Buck Stratton, his back resting comfortably against a rock a little way from the fire, nodded absently.
"You're sure you didn't leave any trace they could pick up?" he asked with a touch of anxiety.
"Certain sure," returned Jessup confidently. "When Miss Mary came in around four, I was in the wagon-shed, the rest of the crowd bein' down in south pasture. Like I told yuh before, she had a good-sized package all done up nice in her hand, an' it didn't take her long to tell me what was up. Then we walks out together an' stops by the kitchen door.
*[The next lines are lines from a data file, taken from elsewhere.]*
mod common;

use common::board;
use draughtsbot::board::movegen::generate_moves;
use draughtsbot::board::{Board, Color};
use draughtsbot::game::GameState;
use draughtsbot::search::alphabeta::best_move;
use draughtsbot::search::strategy::{random_move, AiPlayer, Difficulty};
use rand::rngs::SmallRng;
use rand::SeedableRng;

fn dark_to_move() -> GameState {
    let g = GameState::new();
    assert_eq!(g.current(), Color::Dark);
    g
}

#[test]
fn random_move_is_legal_and_seeded() {
    let b = Board::startpos();
    let legal = generate_moves(&b, Color::Dark);
    let mut r1 = SmallRng::seed_from_u64(7);
    let mut r2 = SmallRng::seed_from_u64(7);
    for _ in 0..20 {
        let a = random_move(&b, Color::Dark, &mut r1).expect("move");
        assert!(legal.contains(&a));
        assert_eq!(Some(a), random_move(&b, Color::Dark, &mut r2));
    }
}

#[test]
fn random_choice_covers_the_move_list() {
    let b = Board::startpos();
    let mut rng = SmallRng::seed_from_u64(3);
    let mut seen = std::collections::HashSet::new();
    for _ in 0..500 { seen.insert(random_move(&b, Color::Dark, &mut rng).expect("move")); }
    assert_eq!(seen.len(), 7);
}

#[test]
fn hard_plays_the_search_move() {
    let g = dark_to_move();
    let want = best_move(g.board(), Color::Dark, 3);
    let mut ai = AiPlayer::seeded(Difficulty::Hard, 1).with_depth(3);
    assert_eq!(ai.choose_first(g.board(), Color::Dark), want);
}

#[test]
fn seeded_players_repeat_themselves() {
    for d in [Difficulty::Easy, Difficulty::Medium] {
        let mut a = AiPlayer::seeded(d, 99).with_depth(2);
        let mut b = AiPlayer::seeded(d, 99).with_depth(2);
        let mut ga = dark_to_move();
        let mut gb = dark_to_move();
        assert_eq!(a.play_turn(&mut ga), b.play_turn(&mut gb));
        assert_eq!(ga.board(), gb.board());
    }
}

#[test]
fn play_turn_finishes_a_capture_chain() {
    let b = board("
        ........
        ..d.....
        ...l....
        ........
        .....l..
        ........
        .l......
        ........");
    for d in [Difficulty::Easy, Difficulty::Medium, Difficulty::Hard] {
        let mut g = GameState::from_board(b, Color::Dark);
        let mut ai = AiPlayer::seeded(d, 5).with_depth(3);
        let legs = ai.play_turn(&mut g);
        assert_eq!(legs.len(), 2, "{d}: {legs:?}");
        assert_eq!(g.current(), Color::Light);
        assert!(g.continuation().is_none());
    }
}

#[test]
fn play_turn_does_nothing_when_stuck() {
    let b = board("
        .d.d....
        l.l.....
        ...d....
        ........
        ........
        ........
        ........
        ........");
    let mut g = GameState::from_board(b, Color::Light);
    let mut ai = AiPlayer::seeded(Difficulty::Hard, 0);
    assert!(ai.play_turn(&mut g).is_empty());
    assert_eq!(g.current(), Color::Light);
}

#[test]
fn medium_mixes_random_and_search() {
    // over many seeds medium must sometimes agree with hard and sometimes not
    let g = dark_to_move();
    let hard = best_move(g.board(), Color::Dark, 2);
    let mut agree = 0;
    for seed in 0..64 {
        let mut ai = AiPlayer::seeded(Difficulty::Medium, seed).with_depth(2);
        if ai.choose_first(g.board(), Color::Dark) == hard { agree += 1; }
    }
    assert!(agree > 0 && agree < 64, "agree {agree}");
}
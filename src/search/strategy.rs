use std::fmt;
use std::str::FromStr;

use rand::rngs::SmallRng;
use rand::seq::SliceRandom;
use rand::{Rng, SeedableRng};
use serde::{Deserialize, Serialize};
use thiserror::Error;

use crate::board::movegen::{generate_moves, PieceMove};
use crate::board::{Board, Color};
use crate::game::GameState;
use crate::search::alphabeta::{Searcher, DEFAULT_DEPTH};

#[derive(Clone, Copy, Debug, Default, PartialEq, Eq, Hash, Serialize, Deserialize, clap::ValueEnum)]
#[serde(rename_all = "lowercase")]
pub enum Difficulty {
    Easy,
    #[default]
    Medium,
    Hard,
}

#[derive(Debug, Error, PartialEq, Eq)]
#[error("unknown difficulty {0:?}; expected easy, medium or hard")]
pub struct ParseDifficultyError(pub String);

impl FromStr for Difficulty {
    type Err = ParseDifficultyError;

    fn from_str(s: &str) -> Result<Self, Self::Err> {
        match s.trim().to_ascii_lowercase().as_str() {
            "easy" => Ok(Difficulty::Easy),
            "medium" => Ok(Difficulty::Medium),
            "hard" => Ok(Difficulty::Hard),
            _ => Err(ParseDifficultyError(s.to_string())),
        }
    }
}

impl fmt::Display for Difficulty {
    fn fmt(&self, f: &mut fmt::Formatter<'_>) -> fmt::Result {
        let s = match self { Difficulty::Easy => "easy", Difficulty::Medium => "medium", Difficulty::Hard => "hard" };
        f.write_str(s)
    }
}

/// Uniform choice among every legal move for `color`.
pub fn random_move<R: Rng + ?Sized>(board: &Board, color: Color, rng: &mut R) -> Option<PieceMove> {
    generate_moves(board, color).choose(rng).copied()
}

/// Machine player. All randomness comes from the owned `SmallRng`, so a
/// seeded player replays the same game.
pub struct AiPlayer {
    pub difficulty: Difficulty,
    pub depth: u32,
    rng: SmallRng,
}

impl AiPlayer {
    pub fn new(difficulty: Difficulty) -> Self {
        Self { difficulty, depth: DEFAULT_DEPTH, rng: SmallRng::from_entropy() }
    }

    pub fn seeded(difficulty: Difficulty, seed: u64) -> Self {
        Self { difficulty, depth: DEFAULT_DEPTH, rng: SmallRng::seed_from_u64(seed) }
    }

    pub fn with_depth(mut self, depth: u32) -> Self { self.depth = depth.max(1); self }

    /// Opening leg of a turn for `color` according to the difficulty.
    pub fn choose_first(&mut self, board: &Board, color: Color) -> Option<PieceMove> {
        let use_search = match self.difficulty {
            Difficulty::Easy => false,
            Difficulty::Hard => true,
            Difficulty::Medium => !self.rng.gen_bool(0.5),
        };
        if use_search {
            Searcher::new().search_depth(board, color, self.depth).best
        } else {
            random_move(board, color, &mut self.rng)
        }
    }

    /// Plays a whole turn for the side to move: the opening leg, then a
    /// uniformly random pick among the forced captures until the chain ends.
    /// Returns the legs played; empty if the side cannot move.
    pub fn play_turn(&mut self, game: &mut GameState) -> Vec<PieceMove> {
        let mut legs = Vec::new();
        loop {
            if game.is_over() { break; }
            let choice = match game.continuation() {
                Some(from) => game.held_moves().choose(&mut self.rng).map(|&mv| PieceMove { from, mv }),
                None if legs.is_empty() => self.choose_first(game.board(), game.current()),
                None => break,
            };
            let Some(pm) = choice else { break };
            if game.apply_move(pm.from, &pm.mv).is_none() { break; }
            legs.push(pm);
        }
        legs
    }
}
use anyhow::Context;
use clap::Parser;
use draughtsbot::board::{Board, Color};
use draughtsbot::game::complete_turns;
use draughtsbot::perft::{divide, perft};
use rayon::prelude::*;
use std::time::Instant;

#[derive(Parser, Debug)]
#[command(name = "perft", about = "Perft driver for the draughts move generator")]
struct Args {
    /// Search depth in complete turns
    #[arg(value_name = "DEPTH")]
    depth: u32,
    /// Board diagram with rows separated by '/', or "startpos"
    #[arg(value_name = "DIAGRAM", default_value = "startpos")]
    diagram: String,
    /// Side to move: light or dark
    #[arg(long, default_value = "dark")]
    side: String,
    /// Number of threads for root-split
    #[arg(long, default_value_t = 1)]
    threads: usize,
    /// Report elapsed time and NPS
    #[arg(long, default_value_t = false)]
    nps: bool,
    /// Print the node count below each root turn
    #[arg(long, default_value_t = false)]
    divide: bool,
}

fn main() -> anyhow::Result<()> {
    env_logger::init();
    let args = Args::parse();
    let board: Board = if args.diagram == "startpos" {
        Board::startpos()
    } else {
        args.diagram.parse::<Board>().context("invalid board diagram")?
    };
    let color = match args.side.as_str() {
        "light" | "l" => Color::Light,
        "dark" | "d" => Color::Dark,
        other => anyhow::bail!("unknown side {other:?}"),
    };

    if args.divide {
        for (name, n) in divide(&board, color, args.depth) { println!("{name}: {n}"); }
    }

    let pool = rayon::ThreadPoolBuilder::new().num_threads(args.threads.max(1)).build()?;
    let t0 = Instant::now();
    let nodes: u64 = pool.install(|| {
        if args.threads <= 1 || args.depth <= 1 {
            perft(&board, color, args.depth)
        } else {
            complete_turns(&board, color)
                .par_iter()
                .map(|t| perft(&t.result, color.opponent(), args.depth - 1))
                .sum()
        }
    });
    let dt = t0.elapsed().as_secs_f64();
    if args.nps {
        let nps = if dt > 0.0 { nodes as f64 / dt } else { f64::INFINITY };
        println!("nodes: {nodes} elapsed: {dt:.3}s nps: {nps:.0}");
    } else {
        println!("nodes: {nodes}");
    }
    Ok(())
}
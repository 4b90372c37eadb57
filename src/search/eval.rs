use crate::board::{Board, Color, Square};

pub const MAN: f64 = 1.0;
pub const KING: f64 = 3.0;
pub const CENTER_BONUS: f64 = 0.5;

// Win/loss scores for a side left without a move.
pub const WIN_SCORE: f64 = f64::INFINITY;
pub const LOSS_SCORE: f64 = f64::NEG_INFINITY;

fn is_central(sq: Square) -> bool {
    (2..=5).contains(&sq.row) && (2..=5).contains(&sq.col)
}

// Material plus centre occupancy. Positive means dark is ahead.
pub fn evaluate(board: &Board) -> f64 {
    let mut score = 0.0;
    for (sq, piece) in board.occupied() {
        let mut v = if piece.is_king() { KING } else { MAN };
        if is_central(sq) { v += CENTER_BONUS; }
        score += if piece.color == Color::Dark { v } else { -v };
    }
    score
}
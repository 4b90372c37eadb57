pub mod movegen;

use std::fmt;
use std::str::FromStr;
use serde::{Deserialize, Serialize};
use thiserror::Error;

pub const SIZE: usize = 8;

#[derive(Clone, Copy, Debug, PartialEq, Eq, Hash, Serialize, Deserialize)]
pub enum Color {
    Light,
    Dark,
}

impl Color {
    pub fn opponent(self) -> Color {
        match self { Color::Light => Color::Dark, Color::Dark => Color::Light }
    }

    // Row delta of a man's forward step. Light heads for row 0, dark for row 7.
    pub fn forward(self) -> i32 {
        match self { Color::Light => -1, Color::Dark => 1 }
    }

    pub fn promotion_row(self) -> usize {
        match self { Color::Light => 0, Color::Dark => SIZE - 1 }
    }
}

impl fmt::Display for Color {
    fn fmt(&self, f: &mut fmt::Formatter<'_>) -> fmt::Result {
        match self { Color::Light => write!(f, "light"), Color::Dark => write!(f, "dark") }
    }
}

#[derive(Clone, Copy, Debug, PartialEq, Eq, Hash, Serialize, Deserialize)]
pub enum Rank {
    Man,
    King,
}

#[derive(Clone, Copy, Debug, PartialEq, Eq, Hash, Serialize, Deserialize)]
pub struct Piece {
    pub color: Color,
    pub rank: Rank,
}

impl Piece {
    pub const fn man(color: Color) -> Self { Self { color, rank: Rank::Man } }
    pub const fn king(color: Color) -> Self { Self { color, rank: Rank::King } }
    pub fn is_king(&self) -> bool { self.rank == Rank::King }

    fn to_char(self) -> char {
        match (self.color, self.rank) {
            (Color::Dark, Rank::Man) => 'd',
            (Color::Dark, Rank::King) => 'D',
            (Color::Light, Rank::Man) => 'l',
            (Color::Light, Rank::King) => 'L',
        }
    }

    fn from_char(c: char) -> Option<Self> {
        match c {
            'd' => Some(Piece::man(Color::Dark)),
            'D' => Some(Piece::king(Color::Dark)),
            'l' => Some(Piece::man(Color::Light)),
            'L' => Some(Piece::king(Color::Light)),
            _ => None,
        }
    }
}

pub type Cell = Option<Piece>;

/// True iff `(row, col)` lies on the 8x8 board. Takes signed values so that
/// direction arithmetic can probe off the edge.
pub fn within_bounds(row: i32, col: i32) -> bool {
    (0..SIZE as i32).contains(&row) && (0..SIZE as i32).contains(&col)
}

#[derive(Clone, Copy, Debug, PartialEq, Eq, Hash, PartialOrd, Ord, Serialize, Deserialize)]
pub struct Square {
    pub row: usize,
    pub col: usize,
}

impl Square {
    pub const fn new(row: usize, col: usize) -> Self { Self { row, col } }

    pub fn offset(self, dr: i32, dc: i32) -> Option<Square> {
        let r = self.row as i32 + dr;
        let c = self.col as i32 + dc;
        if within_bounds(r, c) { Some(Square::new(r as usize, c as usize)) } else { None }
    }

    pub fn is_dark(self) -> bool { (self.row + self.col) % 2 == 1 }

    // Point reflection through the board centre; maps dark squares to dark squares.
    pub fn mirrored(self) -> Square { Square::new(SIZE - 1 - self.row, SIZE - 1 - self.col) }
}

impl fmt::Display for Square {
    fn fmt(&self, f: &mut fmt::Formatter<'_>) -> fmt::Result {
        write!(f, "({},{})", self.row, self.col)
    }
}

/// 8x8 grid, row 0 at the top. Pieces are plain values so a copy of the
/// board shares nothing with its source.
#[derive(Clone, Copy, PartialEq, Eq, Hash)]
pub struct Board {
    cells: [[Cell; SIZE]; SIZE],
}

impl Default for Board {
    fn default() -> Self { Self::startpos() }
}

impl Board {
    pub fn empty() -> Self { Self { cells: [[None; SIZE]; SIZE] } }

    /// Dark men on the dark squares of rows 0..3, light men on rows 5..8.
    pub fn startpos() -> Self {
        let mut b = Self::empty();
        for row in 0..SIZE {
            for col in 0..SIZE {
                let sq = Square::new(row, col);
                if !sq.is_dark() { continue; }
                if row < 3 { b.place(sq, Some(Piece::man(Color::Dark))); }
                else if row > 4 { b.place(sq, Some(Piece::man(Color::Light))); }
            }
        }
        b
    }

    pub fn get(&self, sq: Square) -> Cell { self.cells[sq.row][sq.col] }

    /// Puts `cell` on `sq`. Pieces only ever stand on dark squares; clearing
    /// any square is allowed.
    pub fn set(&mut self, sq: Square, cell: Cell) -> Result<(), LightSquareError> {
        if cell.is_some() && !sq.is_dark() { return Err(LightSquareError(sq)); }
        self.place(sq, cell);
        Ok(())
    }

    // Unchecked write for squares that came from the setup, the diagram
    // parser or the move generator.
    pub(crate) fn place(&mut self, sq: Square, cell: Cell) {
        debug_assert!(cell.is_none() || sq.is_dark(), "piece placed on light square {sq}");
        self.cells[sq.row][sq.col] = cell;
    }

    pub fn take(&mut self, sq: Square) -> Cell { self.cells[sq.row][sq.col].take() }

    pub fn is_empty_at(&self, sq: Square) -> bool { self.get(sq).is_none() }

    /// Occupied squares of `color` in row-major order.
    pub fn pieces(&self, color: Color) -> impl Iterator<Item = (Square, Piece)> + '_ {
        self.occupied().filter(move |(_, p)| p.color == color)
    }

    pub fn occupied(&self) -> impl Iterator<Item = (Square, Piece)> + '_ {
        (0..SIZE).flat_map(move |row| (0..SIZE).filter_map(move |col| {
            let sq = Square::new(row, col);
            self.get(sq).map(|p| (sq, p))
        }))
    }

    pub fn count(&self, color: Color) -> usize { self.pieces(color).count() }

    /// Every piece moved to its mirrored square with its color inverted. The
    /// result is the same position seen from the other side of the table.
    pub fn swap_colors(&self) -> Board {
        let mut out = Board::empty();
        for (sq, p) in self.occupied() {
            out.place(sq.mirrored(), Some(Piece { color: p.color.opponent(), rank: p.rank }));
        }
        out
    }
}

#[derive(Debug, Error, PartialEq, Eq)]
#[error("piece placed on light square {0}")]
pub struct LightSquareError(pub Square);

#[derive(Debug, Error, PartialEq, Eq)]
pub enum BoardParseError {
    #[error("expected 8 rows, found {0}")]
    RowCount(usize),
    #[error("row {row} has {width} squares, expected 8")]
    RowWidth { row: usize, width: usize },
    #[error("unknown character {ch:?} at row {row}, col {col}")]
    UnknownChar { ch: char, row: usize, col: usize },
    #[error("piece on light square at row {row}, col {col}")]
    LightSquare { row: usize, col: usize },
}

impl FromStr for Board {
    type Err = BoardParseError;

    fn from_str(s: &str) -> Result<Self, Self::Err> {
        let rows: Vec<&str> = s
            .split(|c: char| c == '\n' || c == '/')
            .map(str::trim)
            .filter(|r| !r.is_empty())
            .collect();
        if rows.len() != SIZE { return Err(BoardParseError::RowCount(rows.len())); }
        let mut board = Board::empty();
        for (row, line) in rows.iter().enumerate() {
            let width = line.chars().count();
            if width != SIZE { return Err(BoardParseError::RowWidth { row, width }); }
            for (col, ch) in line.chars().enumerate() {
                if ch == '.' { continue; }
                let piece = Piece::from_char(ch).ok_or(BoardParseError::UnknownChar { ch, row, col })?;
                let sq = Square::new(row, col);
                if !sq.is_dark() { return Err(BoardParseError::LightSquare { row, col }); }
                board.place(sq, Some(piece));
            }
        }
        Ok(board)
    }
}

impl fmt::Display for Board {
    fn fmt(&self, f: &mut fmt::Formatter<'_>) -> fmt::Result {
        for row in 0..SIZE {
            let line: String = (0..SIZE)
                .map(|col| self.get(Square::new(row, col)).map_or('.', Piece::to_char))
                .collect();
            writeln!(f, "{line}")?;
        }
        Ok(())
    }
}

impl fmt::Debug for Board {
    fn fmt(&self, f: &mut fmt::Formatter<'_>) -> fmt::Result {
        write!(f, "\n{self}")
    }
}
pub mod alphabeta;
pub mod eval;
pub mod strategy;
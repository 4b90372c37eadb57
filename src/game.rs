use crate::board::movegen::{generate_moves, has_capture, legal_moves, side_has_any_move, side_has_capture, Move, PieceMove};
use crate::board::{Board, Color, Rank, Square};
use log::{info, trace};

/// Result of relocating one piece for one leg.
#[derive(Clone, Copy, Debug, PartialEq, Eq)]
pub struct Landing {
    pub at: Square,
    pub promoted: bool,
    /// A capture leg after which the same piece can capture again.
    pub continues: bool,
}

/// Moves the piece on `from` along `mv`, removes the captured piece and
/// promotes on the far rank. The caller guarantees `mv` was generated for
/// `from` on this board.
pub fn apply_leg(board: &mut Board, from: Square, mv: &Move) -> Landing {
    let Some(mut piece) = board.take(from) else {
        return Landing { at: from, promoted: false, continues: false };
    };
    if let Some(victim) = mv.captured { board.place(victim, None); }
    let promoted = piece.rank == Rank::Man && mv.to.row == piece.color.promotion_row();
    if promoted { piece.rank = Rank::King; }
    board.place(mv.to, Some(piece));
    let continues = mv.is_capture() && has_capture(board, mv.to);
    Landing { at: mv.to, promoted, continues }
}

/// One side's full turn: the first leg plus every forced continuation.
#[derive(Clone, Debug, PartialEq, Eq)]
pub struct Turn {
    pub legs: Vec<PieceMove>,
    pub result: Board,
}

impl Turn {
    pub fn first(&self) -> PieceMove { self.legs[0] }
}

/// Every complete turn available to `color`, each capture chain expanded
/// along all of its branches. Order follows `generate_moves`, depth first.
pub fn complete_turns(board: &Board, color: Color) -> Vec<Turn> {
    let mut out = Vec::new();
    for pm in generate_moves(board, color) {
        let mut legs = vec![pm];
        extend_chain(*board, pm, &mut legs, &mut out);
    }
    out
}

fn extend_chain(mut board: Board, pm: PieceMove, legs: &mut Vec<PieceMove>, out: &mut Vec<Turn>) {
    let landing = apply_leg(&mut board, pm.from, &pm.mv);
    if !landing.continues {
        out.push(Turn { legs: legs.clone(), result: board });
        return;
    }
    for mv in legal_moves(&board, landing.at, true) {
        let next = PieceMove { from: landing.at, mv };
        legs.push(next);
        extend_chain(board, next, legs, out);
        legs.pop();
    }
}

#[derive(Clone, Debug, PartialEq, Eq)]
pub enum Phase {
    AwaitingSelection,
    PieceSelected { from: Square, moves: Vec<Move> },
    /// Mid-chain: only the held piece may move, and only by capturing.
    AwaitingContinuation { from: Square, moves: Vec<Move> },
    TurnComplete,
}

/// What a successful `apply_move` did.
#[derive(Clone, Copy, Debug, PartialEq, Eq)]
pub struct Applied {
    pub leg: PieceMove,
    pub promoted: bool,
    pub turn_passed: bool,
}

#[derive(Clone, Debug)]
pub struct GameState {
    board: Board,
    current: Color,
    phase: Phase,
    no_moves: Option<Color>,
    history: Vec<PieceMove>,
    turns: usize,
}

impl Default for GameState {
    fn default() -> Self { Self::new() }
}

impl GameState {
    /// Standard setup, dark to move.
    pub fn new() -> Self { Self::with_first_player(Color::Dark) }

    pub fn with_first_player(color: Color) -> Self { Self::from_board(Board::startpos(), color) }

    pub fn from_board(board: Board, to_move: Color) -> Self {
        let no_moves = if side_has_any_move(&board, to_move) { None } else { Some(to_move) };
        Self { board, current: to_move, phase: Phase::AwaitingSelection, no_moves, history: Vec::new(), turns: 0 }
    }

    pub fn board(&self) -> &Board { &self.board }
    pub fn current(&self) -> Color { self.current }
    pub fn phase(&self) -> &Phase { &self.phase }
    pub fn history(&self) -> &[PieceMove] { &self.history }
    pub fn turns(&self) -> usize { self.turns }

    /// The side to move when it has no legal move at all.
    pub fn no_moves(&self) -> Option<Color> { self.no_moves }

    pub fn is_over(&self) -> bool { self.no_moves.is_some() }

    /// The piece a capture chain is pinned to, if one is in progress.
    pub fn continuation(&self) -> Option<Square> {
        match &self.phase { Phase::AwaitingContinuation { from, .. } => Some(*from), _ => None }
    }

    /// Destinations currently on offer for the selected or held piece.
    pub fn held_moves(&self) -> &[Move] {
        match &self.phase {
            Phase::PieceSelected { moves, .. } | Phase::AwaitingContinuation { moves, .. } => moves,
            _ => &[],
        }
    }

    /// Picks up the piece on `sq`. Anything other than a piece of the side
    /// to move clears the selection. Ignored while a chain is in progress.
    pub fn select(&mut self, sq: Square) -> &Phase {
        if matches!(self.phase, Phase::AwaitingContinuation { .. }) { return &self.phase; }
        self.phase = match self.board.get(sq) {
            Some(p) if p.color == self.current && !self.is_over() => {
                let must_capture = side_has_capture(&self.board, self.current);
                Phase::PieceSelected { from: sq, moves: legal_moves(&self.board, sq, must_capture) }
            }
            _ => Phase::AwaitingSelection,
        };
        &self.phase
    }

    /// Plays the held move landing on `to`, if there is one.
    pub fn play_to(&mut self, to: Square) -> Option<Applied> {
        let (from, mv) = match &self.phase {
            Phase::PieceSelected { from, moves } | Phase::AwaitingContinuation { from, moves } => {
                (*from, *moves.iter().find(|m| m.to == to)?)
            }
            _ => return None,
        };
        self.apply_move(from, &mv)
    }

    /// Pointer-style input: a square that is a held destination is played,
    /// anything else is treated as a new selection.
    pub fn click(&mut self, sq: Square) -> Option<Applied> {
        if self.held_moves().iter().any(|m| m.to == sq) { return self.play_to(sq); }
        self.select(sq);
        None
    }

    /// Executes `mv` for the piece on `from` if it is one of the moves the
    /// generator offers right now; returns `None` and changes nothing otherwise.
    ///
    /// This is the entry point for engines and replays and does not go
    /// through `select`: any current selection is discarded. A pending
    /// capture chain still pins the mover to the held piece and its captures.
    /// Pointer input goes through `click` or `play_to`, which only accept
    /// moves carried by the current `Phase`.
    pub fn apply_move(&mut self, from: Square, mv: &Move) -> Option<Applied> {
        if self.is_over() { return None; }
        let allowed = match &self.phase {
            Phase::AwaitingContinuation { from: held, moves } => *held == from && moves.contains(mv),
            _ => {
                let own = self.board.get(from).is_some_and(|p| p.color == self.current);
                own && legal_moves(&self.board, from, side_has_capture(&self.board, self.current)).contains(mv)
            }
        };
        if !allowed { return None; }

        let landing = apply_leg(&mut self.board, from, mv);
        let leg = PieceMove { from, mv: *mv };
        self.history.push(leg);
        trace!("{} plays {}{}", self.current, leg, if landing.promoted { " and crowns" } else { "" });

        if landing.continues {
            self.phase = Phase::AwaitingContinuation { from: landing.at, moves: legal_moves(&self.board, landing.at, true) };
            return Some(Applied { leg, promoted: landing.promoted, turn_passed: false });
        }
        self.phase = Phase::TurnComplete;
        self.current = self.current.opponent();
        self.turns += 1;
        if !side_has_any_move(&self.board, self.current) {
            info!("{} has no legal moves after {} turns", self.current, self.turns);
            self.no_moves = Some(self.current);
        }
        Some(Applied { leg, promoted: landing.promoted, turn_passed: true })
    }
}

#[cfg(test)]
mod tests {
    use super::*;
    use crate::board::Piece;

    #[test]
    fn apply_leg_promotes_on_far_rank() {
        let mut b = Board::empty();
        b.set(Square::new(6, 1), Some(Piece::man(Color::Dark))).unwrap();
        let landing = apply_leg(&mut b, Square::new(6, 1), &Move::step(Square::new(7, 2)));
        assert!(landing.promoted);
        assert_eq!(b.get(Square::new(7, 2)), Some(Piece::king(Color::Dark)));
        assert!(b.is_empty_at(Square::new(6, 1)));
    }

    #[test]
    fn king_is_never_demoted() {
        let mut b = Board::empty();
        b.set(Square::new(1, 2), Some(Piece::king(Color::Light))).unwrap();
        let landing = apply_leg(&mut b, Square::new(1, 2), &Move::step(Square::new(0, 1)));
        assert!(!landing.promoted);
        assert_eq!(b.get(Square::new(0, 1)), Some(Piece::king(Color::Light)));
    }
}
use anyhow::Result;
use clap::Parser;
use draughtsbot::console::Session;
use draughtsbot::{AiPlayer, Color, Difficulty};
use std::io;

#[derive(Parser, Debug)]
#[command(author, version, about = "Play English draughts against the engine", long_about = None)]
struct Args {
    /// Engine strength
    #[arg(long, value_enum, default_value_t = Difficulty::Medium)]
    difficulty: Difficulty,

    /// Search depth in plies for the hard path
    #[arg(long, default_value_t = 5)]
    depth: u32,

    /// Seed for the engine's random choices (fresh entropy if omitted)
    #[arg(long)]
    seed: Option<u64>,

    /// Your color: 'l' for light, 'd' for dark (dark moves first)
    #[arg(long, default_value = "l")]
    human: String,
}

fn parse_color(color_str: &str) -> Result<Color> {
    match color_str.to_lowercase().as_str() {
        "l" | "light" | "w" | "white" => Ok(Color::Light),
        "d" | "dark" | "b" | "black" => Ok(Color::Dark),
        _ => anyhow::bail!("Invalid color: use 'l' or 'd'"),
    }
}

fn main() -> Result<()> {
    env_logger::init();
    let args = Args::parse();
    if args.depth == 0 { anyhow::bail!("depth must be at least 1"); }
    let human = parse_color(&args.human)?;

    let ai = match args.seed {
        Some(s) => AiPlayer::seeded(args.difficulty, s),
        None => AiPlayer::new(args.difficulty),
    }
    .with_depth(args.depth);

    println!("English draughts: you play {human}, engine plays {} at {}", human.opponent(), args.difficulty);
    println!("Commands: board | moves | click <row> <col> | difficulty <easy|medium|hard> | go | new | quit");

    let mut session = Session::new(ai, human);
    let stdin = io::stdin();
    let mut stdout = io::stdout();
    session.run_loop(stdin.lock(), &mut stdout)?;
    Ok(())
}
"'Yuh better get yore supper at the hotel,' she says, an' ride back afterwards. 'I meant to send in right after dinner to mail the package, but I got held up out on the range.'
"Then she seems to catch sight of the greaser for the first time jest inside the door, though I noticed him snoopin' there when we first come up.
"'I hope yuh got somethin' left from dinner, Pedro,' she says, with one of them careless natural smiles of hers, like as if she hadn't a care on her mind except food. 'I'm half starved.'"
Bud sighed and finished with a note of admiration. "Some girl, all right!"
"You've said it," agreed Buck fervently.
His appearance had improved surprisingly in the ten days that had pa.s.sed since his accident. The head-bandage was gone, and his swollen ankle, though still tender at times, had been reduced to almost normal size by constant applications of cold water. His body was still tightly strapped up with yards and yards of bandage, which Mary Thorne had thoughtfully packed, with a number of other first-aid necessities, in the parcel which was Bud's excuse for making a trip to town.
Stratton was not certain that a rib had been broken after all. When Jessup came to examine him he found the flesh terribly bruised and refrained from any unnecessary prodding. It was still somewhat painful to the touch, but from the ease with which he could get about, Buck had a notion that at the worst the bone was merely cracked.
"They wouldn't be likely to notice where you left the Paloma trail, would they?" Buck asked, after a brief retrospective silence.
"Not unless they're a whole lot better trackers than I think for," Jessup a.s.sured him. "I picked a rocky place this side of the gully, an' cut around the north end of middle pasture, where the land slopes down a bit, an' yuh can't be seen from the south more 'n a quarter of a mile. I kept my eyes peeled, believe me! an' didn't glimpse a soul all the way. I wouldn't fret none about their followin' me here."
"I reckon it is foolish," admitted Stratton. "But lying around not able to do anything makes a fellow think up all kinds of trouble. Lynch isn't a fool, and there's no doubt when you didn't come back that night he'd begin to smell a rat right off."
"Sure. An' next day he likely sent in to town, where he'd find out from old Pop that I never showed up there at all. After that, accordin' to my figgerin', he'd be up against it hard. Yuh can bank on Miss Mary playin'
the game, an' registerin' surprise an' worry an' all the rest of it. There ain't a chance in the world of his thinkin' to look for me here."
"I reckon that's true. Of course we've got to remember that so far as he knows I'm out of the way for good."
Bud took up coffee-pot and stew-pan and set them down beside Stratton, where the rest of the meal was spread.